0  --  softmax cross entropy loss.
1  --  sigmoid binary cross entropy loss.
2  --  bce and RMI loss.
3  --  Affinity field loss.
5  --  Pyramid loss.
input the loss type of the first stage: 2

0 -- PASCAL VOC2012 dataset
1 -- Cityscapes
2 -- CamVid
input the dataset: 0

input the batch_size (4, 8, 12 or 16): 8
The data dir is /workspace/data/PASCAL_VOC2012/VOCdevkit/VOC2012, the batch size is 8.
make the directory /workspace/pyroom/RMISegLoss/rmi_model/rmi_re_pascal_r3_pw1_st4_si4_bp513-8_net0-1-0.5_n
Namespace(accumulation_steps=1, backbone='resnet101', base_size=513, batch_size=8, bn_mom=0.05, checkname='deeplab-resnet', crf_iter_steps=1, crop_size=513, cuda=True, data_dir='/workspace/data/PASCAL_VOC2012/VOCdevkit/VOC2012', dataset='pascal', dist_backend='nccl', distributed=True, epochs=23, eval_interval=2, freeze_bn=False, ft=False, gpu_ids=[0, 1], init_global_step=0, init_lr=0.007, local_rank=0, loss_type=2, loss_weight_lambda=0.5, lr_multiplier=10.0, lr_scheduler='poly', main_gpu=0, max_ckpt_nums=15, model_dir='/workspace/pyroom/RMISegLoss/rmi_model/rmi_re_pascal_r3_pw1_st4_si4_bp513-8_net0-1-0.5_n', momentum=0.9, multiprocessing_distributed=False, nesterov=False, no_cuda=False, no_val=False, out_stride=16, output_dir='/home/zhaoshuai/models/deeplabv3_cbl_2/', proc_name='rmi_model/rmi_re_pascal_r3_pw1_st4_si4_bp513-8_net0-1-0.5_n', resume='None', rmi_pool_size=4, rmi_pool_stride=4, rmi_pool_way=1, rmi_radius=3, save_ckpt_steps=500, seed=1, seg_model='deeplabv3', slow_start_lr=0.0001, slow_start_steps=1500, start_epoch=0, sync_bn=True, test_batch_size=8, train_split='trainaug', use_balanced_weights=False, use_sbd=False, weight_decay=0.0001, workers=8, world_size=2)
INFO:PyTorch: Using PASCAL VOC dataset, the training batch size 8 and crop size is 513.
Number of image_lists in trainaug: 10582
Number of image_lists in val: 1449
Restore parameters from the /root/.encoding/models/resnet101-2a57e44d.pth
INFO:PyTorch: Using Region Mutual Information Loss.
INFO:PyTorch: The batch norm layer is Hang Zhang's <class 'model.sync_bn.syncbn.BatchNorm2d'>
INFO:PyTorch: Using poly learning rate scheduler!
INFO:PyTorch: Starting Epoch: 0
INFO:PyTorch: Total Epoches: 23

I wonder if it is equal to train a DeepLabv3 model with output_stride=16, crop_size=513, and batch_size=16 on a single 1 TITAN RTX GPUs?
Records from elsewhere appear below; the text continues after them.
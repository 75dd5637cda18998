//! Error types that can be emitted from this library
//!

use miette::Diagnostic;
use thiserror::Error;

/// Error type for library
#[derive(Error, Diagnostic, Debug)]
pub enum Error {
    /// Transparent wrapper for [`std::io::Error`]
    #[error(transparent)]
    IOError(#[from] std::io::Error),

    /// Transparent wrapper for [`std::string::FromUtf8Error`]
    #[error(transparent)]
    UTF8Error(#[from] std::string::FromUtf8Error),

    /// File is an invalid string table
    #[error("invalid string table identifier, expected 'STBL'")]
    InvalidFile,

    /// The string table version is not the supported one
    #[error("unsupported string table version {0}, expected 5")]
    UnsupportedVersion(u16),

    /// The table declared more entries than the data holds
    #[error("string table ended after {found} of the {expected} entries its header declares")]
    Truncated {
        /// entry count declared by the header
        expected: u64,
        /// entries actually present
        found: u64,
    },
}

/// Generic result type with crate's Error as its error variant
pub type Result<T> = core::result::Result<T, Error>;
Will it achieve similar convergence in 23 epochs.

Does the batch_size matter? If so, how can I adjust other hyperparams with batch_size=8, like epochs, lr as well as the lr_scheduler?

mzhaoshuai commented 4 years ago

The batch_size does matter. If you want to train the baseline with batch_size 16, just set batch_size=16, the program will divide it by the number of GPUs (it is 2 in your setting). This is done by https://github.com/ZJULearning/RMI/blob/e3ada00f90104d1bb58726c4c28d6d50fd3bdf28/train.py#L133

Because we use SynchronizedBatchNorm2d, the results should be the same as batch_size=16 on a single 1 TITAN RTX GPUs.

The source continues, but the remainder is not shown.